The Story of Ruby Bridges - A Secondhand Account

31 teachers like this lesson
Print Lesson

Objective

SWBAT read, summarize, and create a timeline of events for The Story of Ruby Bridges by Robert Coles.

Big Idea

We will take a close look at The Story of Ruby Bridges" by Robert Coles in this lesson, so that in a future lesson we can compare and contrast this story with a first person account of the same events.

Narrative

Introduction of Essential Question

10 minutes

To begin our lesson, I will introduce the essential question for our unit to the students.

What are the  similarities and differences in the firsthand account and the secondhand account of the story of Ruby Bridges?

I will ask the students if they have heard of Ruby Bridges and know who she is.  I will let them know that we will be reading two books about Ruby Bridges.  The first book we will read is written by Robert Coles.  The next book is written by Ruby Bridges herself.  We will be looking at the similarities and differences between these firsthand and secondhand accounts of the same events.

Coles, R. (1995). The Story of Ruby Bridges. New York, NY : Scholastic Inc.

The Story of Ruby Bridges

20 minutes

Next, we will read "The Story of Ruby Bridges" by Robert Coles.  I will project it using the document camera and have the class read along with me.  Before we begin, I will inform the students that Ruby Bridges is one of my heroes.  I will ask them to be looking for clues in the text as to why she is one of my heroes.  This is a powerful story and we will pause frequently to discuss the story as we read.  When we finish the book, I will ask the students if they were able to come up with evidence they found in the text as to why Ruby Bridges is a hero.
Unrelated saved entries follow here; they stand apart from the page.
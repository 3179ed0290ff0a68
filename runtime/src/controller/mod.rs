//! Control-plane client.
//!
//! - `ControllerApi`: the three controller RPCs, one call each
//! - `DebuggerClient`: registration state machine on top of the RPCs
//! - `GrpcController`: tonic transport for `ControllerApi`
//! - `CredentialSource`: bearer tokens for the transport
//! - `build_debuggee`: the registration descriptor

mod credentials;
mod debuggee;
mod grpc;

pub use credentials::{CredentialSource, MetadataServer, DEFAULT_METADATA_HOST};
pub use debuggee::{build_debuggee, compute_uniquifier, labels};
pub use grpc::{GrpcController, LIST_TIMEOUT, RPC_TIMEOUT};

use std::sync::Arc;

use async_trait::async_trait;
use debuglet_core::error::{DebugletError, Result};
use debuglet_core::v2::{
    Breakpoint, Debuggee, ListActiveBreakpointsRequest, ListActiveBreakpointsResponse,
    RegisterDebuggeeRequest, RegisterDebuggeeResponse, UpdateActiveBreakpointRequest,
    UpdateActiveBreakpointResponse, INITIAL_WAIT_TOKEN,
};
use parking_lot::Mutex;

/// Raw controller RPCs.
#[async_trait]
pub trait ControllerApi: Send + Sync {
    async fn register_debuggee(
        &self,
        request: RegisterDebuggeeRequest,
    ) -> Result<RegisterDebuggeeResponse>;

    async fn list_active_breakpoints(
        &self,
        request: ListActiveBreakpointsRequest,
    ) -> Result<ListActiveBreakpointsResponse>;

    async fn update_active_breakpoint(
        &self,
        request: UpdateActiveBreakpointRequest,
    ) -> Result<UpdateActiveBreakpointResponse>;
}

/// Outcome of one long poll.
#[derive(Debug, Clone, Default, PartialEq)]
pub struct ActiveBreakpoints {
    pub breakpoints: Vec<Breakpoint>,
    /// The poll timed out without changes. `breakpoints` is then empty and
    /// says nothing about the active set.
    pub wait_expired: bool,
}

#[derive(Debug)]
struct Registration {
    debuggee_id: Option<String>,
    wait_token: String,
}

/// Client for one debuggee registration.
///
/// Unregistered until [`register`](Self::register) succeeds. A not-found
/// answer to a list or update registers again and retries the call once.
/// The old id stays in place until the new registration lands, and callers
/// that hit not-found at the same time share one re-registration.
pub struct DebuggerClient {
    api: Arc<dyn ControllerApi>,
    debuggee: Debuggee,
    state: Mutex<Registration>,
    recovery: tokio::sync::Mutex<()>,
}

impl DebuggerClient {
    pub fn new(api: Arc<dyn ControllerApi>, debuggee: Debuggee) -> Self {
        Self {
            api,
            debuggee,
            state: Mutex::new(Registration {
                debuggee_id: None,
                wait_token: INITIAL_WAIT_TOKEN.to_string(),
            }),
            recovery: tokio::sync::Mutex::new(()),
        }
    }

    /// Register the debuggee and return its id.
    pub async fn register(&self) -> Result<String> {
        let response = self
            .api
            .register_debuggee(RegisterDebuggeeRequest {
                debuggee: Some(self.debuggee.clone()),
            })
            .await?;

        let debuggee = response.debuggee.ok_or_else(|| {
            DebugletError::Other("register response carries no debuggee".to_string())
        })?;

        if debuggee.is_disabled {
            self.unregister();
            return Err(DebugletError::DebuggeeDisabled(if debuggee.id.is_empty() {
                self.debuggee.uniquifier.clone()
            } else {
                debuggee.id
            }));
        }
        if debuggee.id.is_empty() {
            return Err(DebugletError::Other(
                "register response carries no debuggee id".to_string(),
            ));
        }

        {
            let mut state = self.state.lock();
            state.debuggee_id = Some(debuggee.id.clone());
            state.wait_token = INITIAL_WAIT_TOKEN.to_string();
        }
        tracing::info!(debuggee_id = %debuggee.id, "Debuggee registered");
        Ok(debuggee.id)
    }

    /// Long-poll for the active breakpoint set.
    pub async fn list_active_breakpoints(&self) -> Result<ActiveBreakpoints> {
        let (debuggee_id, wait_token) = self.session()?;
        match self.try_list(debuggee_id.clone(), wait_token).await {
            Err(e) if e.is_not_found() => {
                self.recover_registration(&debuggee_id, &e).await?;
                let (debuggee_id, wait_token) = self.session()?;
                self.try_list(debuggee_id, wait_token).await
            }
            other => other,
        }
    }

    /// Report the final state of a breakpoint.
    pub async fn update_breakpoint(&self, breakpoint: Breakpoint) -> Result<()> {
        let (debuggee_id, _) = self.session()?;
        match self.try_update(debuggee_id.clone(), breakpoint.clone()).await {
            Err(e) if e.is_not_found() => {
                self.recover_registration(&debuggee_id, &e).await?;
                let (debuggee_id, _) = self.session()?;
                self.try_update(debuggee_id, breakpoint).await
            }
            other => other,
        }
    }

    /// Forget the current registration.
    pub fn unregister(&self) {
        let mut state = self.state.lock();
        state.debuggee_id = None;
        state.wait_token = INITIAL_WAIT_TOKEN.to_string();
    }

    pub fn is_registered(&self) -> bool {
        self.state.lock().debuggee_id.is_some()
    }

    pub fn debuggee_id(&self) -> Option<String> {
        self.state.lock().debuggee_id.clone()
    }

    pub fn wait_token(&self) -> String {
        self.state.lock().wait_token.clone()
    }

    /// Register again after `stale_id` was rejected.
    ///
    /// Skipped when another caller already replaced `stale_id` while this
    /// one waited for the lock.
    async fn recover_registration(&self, stale_id: &str, cause: &DebugletError) -> Result<()> {
        let _guard = self.recovery.lock().await;
        if self.debuggee_id().as_deref() != Some(stale_id) {
            tracing::debug!(stale_id, "Debuggee already registered again");
            return Ok(());
        }
        tracing::warn!(error = %cause, "Debuggee unknown to the control plane, registering again");
        self.register().await?;
        Ok(())
    }

    /// Current debuggee id and wait token.
    fn session(&self) -> Result<(String, String)> {
        let state = self.state.lock();
        let debuggee_id = state.debuggee_id.clone().ok_or_else(|| {
            DebugletError::InvalidState("debuggee is not registered".to_string())
        })?;
        Ok((debuggee_id, state.wait_token.clone()))
    }

    async fn try_list(&self, debuggee_id: String, wait_token: String) -> Result<ActiveBreakpoints> {
        let response = self
            .api
            .list_active_breakpoints(ListActiveBreakpointsRequest {
                debuggee_id: debuggee_id.clone(),
                wait_token,
                success_on_timeout: true,
            })
            .await?;

        if !response.next_wait_token.is_empty() {
            let mut state = self.state.lock();
            // A token issued to a replaced registration means nothing to the new one.
            if state.debuggee_id.as_deref() == Some(debuggee_id.as_str()) {
                state.wait_token = response.next_wait_token;
            }
        }

        Ok(ActiveBreakpoints {
            breakpoints: response.breakpoints,
            wait_expired: response.wait_expired,
        })
    }

    async fn try_update(&self, debuggee_id: String, breakpoint: Breakpoint) -> Result<()> {
        self.api
            .update_active_breakpoint(UpdateActiveBreakpointRequest {
                debuggee_id,
                breakpoint: Some(breakpoint),
            })
            .await?;
        Ok(())
    }
}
Coles, R. (1995). The Story of Ruby Bridges. New York, NY : Scholastic Inc.

Summarizing the Text

15 minutes

Now that we have read and discussed "The Story of Ruby Bridges," I will ask the students to write a brief summary of the text.  Their summaries should include the main idea and supporting details from the text.

A Timeline of Events

20 minutes

As a closing activity for this lesson, I will have the students work in small groups to produce a timeline of events from the story.  

FIrst, we will discuss as a class the structure of the text.  Once we have agreed that the overall structure is chronology, I will divide the students into groups of five or six to create a timeline of events from the story.  We will use large strips of colored butcher paper to create our timelines.  Once each group has finished the timelines, I will have each group explain the events they included on their timeline.